Main quad of the flagship campus, in Storrs, of the University of Connecticut.

Main quad of the flagship campus, in Storrs, of the University of Connecticut.


At least some Republicans are refraining from the gush that usually insulates the University of Connecticut from scrutiny of its budget and political correctness. UConn President Susan Herbst's plan to retire for a teaching position early next year has prompted not just reflexive praise for her administration but also criticism of the university's financial excesses, particularly at the ever-troubled UConn Health Center in Farmington.

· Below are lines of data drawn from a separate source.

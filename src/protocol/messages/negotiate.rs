//! SMB2 Negotiate messages

use super::common::{ensure_len, expect_structure_size, header_relative, SmbMessage};
use crate::error::Result;
use crate::protocol::smb2_constants::{
    structure_size, SecurityMode, Smb2Capabilities, Smb2Dialect, SMB2_HEADER_SIZE,
};
use byteorder::{LittleEndian, ReadBytesExt, WriteBytesExt};
use std::io::{Cursor, Read};
use uuid::Uuid;

/// SMB2 Negotiate Request
#[derive(Debug, Clone, PartialEq, Eq)]
pub struct Smb2NegotiateRequest {
    pub security_mode: SecurityMode,
    pub capabilities: Smb2Capabilities,
    pub client_guid: Uuid,
    pub dialects: Vec<Smb2Dialect>,
}

impl Smb2NegotiateRequest {
    pub fn new(dialects: Vec<Smb2Dialect>, client_guid: Uuid) -> Self {
        Self {
            security_mode: SecurityMode::SIGNING_ENABLED,
            capabilities: Smb2Capabilities::empty(),
            client_guid,
            dialects,
        }
    }
}

impl SmbMessage for Smb2NegotiateRequest {
    fn parse(buf: &[u8]) -> Result<Self> {
        ensure_len(buf, 36, "Negotiate request")?;
        let mut cursor = Cursor::new(buf);
        expect_structure_size(
            &mut cursor,
            structure_size::NEGOTIATE_REQUEST,
            "negotiate request",
        )?;

        let dialect_count = cursor.read_u16::<LittleEndian>()?;
        let security_mode = SecurityMode::from_bits_truncate(cursor.read_u16::<LittleEndian>()?);
        let _reserved = cursor.read_u16::<LittleEndian>()?;
        let capabilities = Smb2Capabilities::from_bits_truncate(cursor.read_u32::<LittleEndian>()?);

        let mut guid_bytes = [0u8; 16];
        cursor.read_exact(&mut guid_bytes)?;
        let client_guid = Uuid::from_bytes(guid_bytes);
        let _client_start_time = cursor.read_u64::<LittleEndian>()?;

        // Unknown dialects are skipped rather than rejected
        let mut dialects = Vec::with_capacity(dialect_count as usize);
        for _ in 0..dialect_count {
            if let Ok(dialect) = Smb2Dialect::try_from(cursor.read_u16::<LittleEndian>()?) {
                dialects.push(dialect);
            }
        }

        Ok(Self {
            security_mode,
            capabilities,
            client_guid,
            dialects,
        })
    }

    fn serialize(&self) -> Result<Vec<u8>> {
        let mut buf = Vec::with_capacity(36 + self.dialects.len() * 2);
        buf.write_u16::<LittleEndian>(structure_size::NEGOTIATE_REQUEST)?;
        buf.write_u16::<LittleEndian>(self.dialects.len() as u16)?;
        buf.write_u16::<LittleEndian>(self.security_mode.bits())?;
        buf.write_u16::<LittleEndian>(0)?;
        buf.write_u32::<LittleEndian>(self.capabilities.bits())?;
        buf.extend_from_slice(self.client_guid.as_bytes());
        buf.write_u64::<LittleEndian>(0)?;
        for dialect in &self.dialects {
            buf.write_u16::<LittleEndian>(*dialect as u16)?;
        }
        Ok(buf)
    }
}

/// SMB2 Negotiate Response
#[derive(Debug, Clone, PartialEq, Eq)]
pub struct Smb2NegotiateResponse {
    pub security_mode: SecurityMode,
    pub dialect_revision: Smb2Dialect,
    pub server_guid: Uuid,
    pub capabilities: Smb2Capabilities,
    pub max_transact_size: u32,
    pub max_read_size: u32,
    pub max_write_size: u32,
    pub system_time: u64,
    pub server_start_time: u64,
    pub security_blob: Vec<u8>,
}

impl Smb2NegotiateResponse {
    /// Security buffer starts right after the fixed part
    const SECURITY_BUFFER_OFFSET: u16 = (SMB2_HEADER_SIZE + 64) as u16;

    pub fn new(dialect: Smb2Dialect) -> Self {
        Self {
            security_mode: SecurityMode::SIGNING_ENABLED,
            dialect_revision: dialect,
            server_guid: Uuid::new_v4(),
            capabilities: Smb2Capabilities::empty(),
            max_transact_size: 65536,
            max_read_size: 65536,
            max_write_size: 65536,
            system_time: 0,
            server_start_time: 0,
            security_blob: Vec::new(),
        }
    }
}

impl SmbMessage for Smb2NegotiateResponse {
    fn parse(buf: &[u8]) -> Result<Self> {
        ensure_len(buf, 64, "Negotiate response")?;
        let mut cursor = Cursor::new(buf);
        expect_structure_size(
            &mut cursor,
            structure_size::NEGOTIATE_RESPONSE,
            "negotiate response",
        )?;

        let security_mode = SecurityMode::from_bits_truncate(cursor.read_u16::<LittleEndian>()?);
        let dialect_revision = Smb2Dialect::try_from(cursor.read_u16::<LittleEndian>()?)?;
        let _negotiate_context_count = cursor.read_u16::<LittleEndian>()?;

        let mut guid_bytes = [0u8; 16];
        cursor.read_exact(&mut guid_bytes)?;
        let server_guid = Uuid::from_bytes(guid_bytes);

        let capabilities = Smb2Capabilities::from_bits_truncate(cursor.read_u32::<LittleEndian>()?);
        let max_transact_size = cursor.read_u32::<LittleEndian>()?;
        let max_read_size = cursor.read_u32::<LittleEndian>()?;
        let max_write_size = cursor.read_u32::<LittleEndian>()?;
        let system_time = cursor.read_u64::<LittleEndian>()?;
        let server_start_time = cursor.read_u64::<LittleEndian>()?;
        let security_buffer_offset = cursor.read_u16::<LittleEndian>()?;
        let security_buffer_length = cursor.read_u16::<LittleEndian>()?;

        let security_blob = header_relative(
            buf,
            security_buffer_offset as usize,
            security_buffer_length as usize,
            "Negotiate security",
        )?
        .to_vec();

        Ok(Self {
            security_mode,
            dialect_revision,
            server_guid,
            capabilities,
            max_transact_size,
            max_read_size,
            max_write_size,
            system_time,
            server_start_time,
            security_blob,
        })
    }

    fn serialize(&self) -> Result<Vec<u8>> {
        let mut buf = Vec::with_capacity(64 + self.security_blob.len());
        buf.write_u16::<LittleEndian>(structure_size::NEGOTIATE_RESPONSE)?;
        buf.write_u16::<LittleEndian>(self.security_mode.bits())?;
        buf.write_u16::<LittleEndian>(self.dialect_revision as u16)?;
        buf.write_u16::<LittleEndian>(0)?;
        buf.extend_from_slice(self.server_guid.as_bytes());
        buf.write_u32::<LittleEndian>(self.capabilities.bits())?;
        buf.write_u32::<LittleEndian>(self.max_transact_size)?;
        buf.write_u32::<LittleEndian>(self.max_read_size)?;
        buf.write_u32::<LittleEndian>(self.max_write_size)?;
        buf.write_u64::<LittleEndian>(self.system_time)?;
        buf.write_u64::<LittleEndian>(self.server_start_time)?;
        buf.write_u16::<LittleEndian>(Self::SECURITY_BUFFER_OFFSET)?;
        buf.write_u16::<LittleEndian>(self.security_blob.len() as u16)?;
        buf.write_u32::<LittleEndian>(0)?;
        if self.security_blob.is_empty() {
            buf.push(0);
        } else {
            buf.extend_from_slice(&self.security_blob);
        }
        Ok(buf)
    }
}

State government long has been reducing its subsidy to the university, causing it to raise tuition, and while UConn's facilities have improved greatly, fair questions abound, starting with administrative staff and salaries. But similar questions should be asked about instructional staff.

UConn prides itself on being a "research" university, the euphemism for a school where professors don't have to get their hands dirty teaching mere undergraduates, work that can be delegated to less expert and untenured instructors.

How much teaching are professors at UConn really doing, and is the state better served by their doing "research" instead? UConn seems never to have answered the question, perhaps because governors and legislators have never asked it.

* * *

EVEN KANSAS MIGHT BE A STEP UP: "Conservative businessman" Bob Stefanowski, as he styles himself in his television commercials, implicitly recognizing that no one ever heard of him, hasn't even qualified for the primary for the Republican nomination for governor. But the other day the Democratic Governors Association criticized him exclusively among the many Republican candidates.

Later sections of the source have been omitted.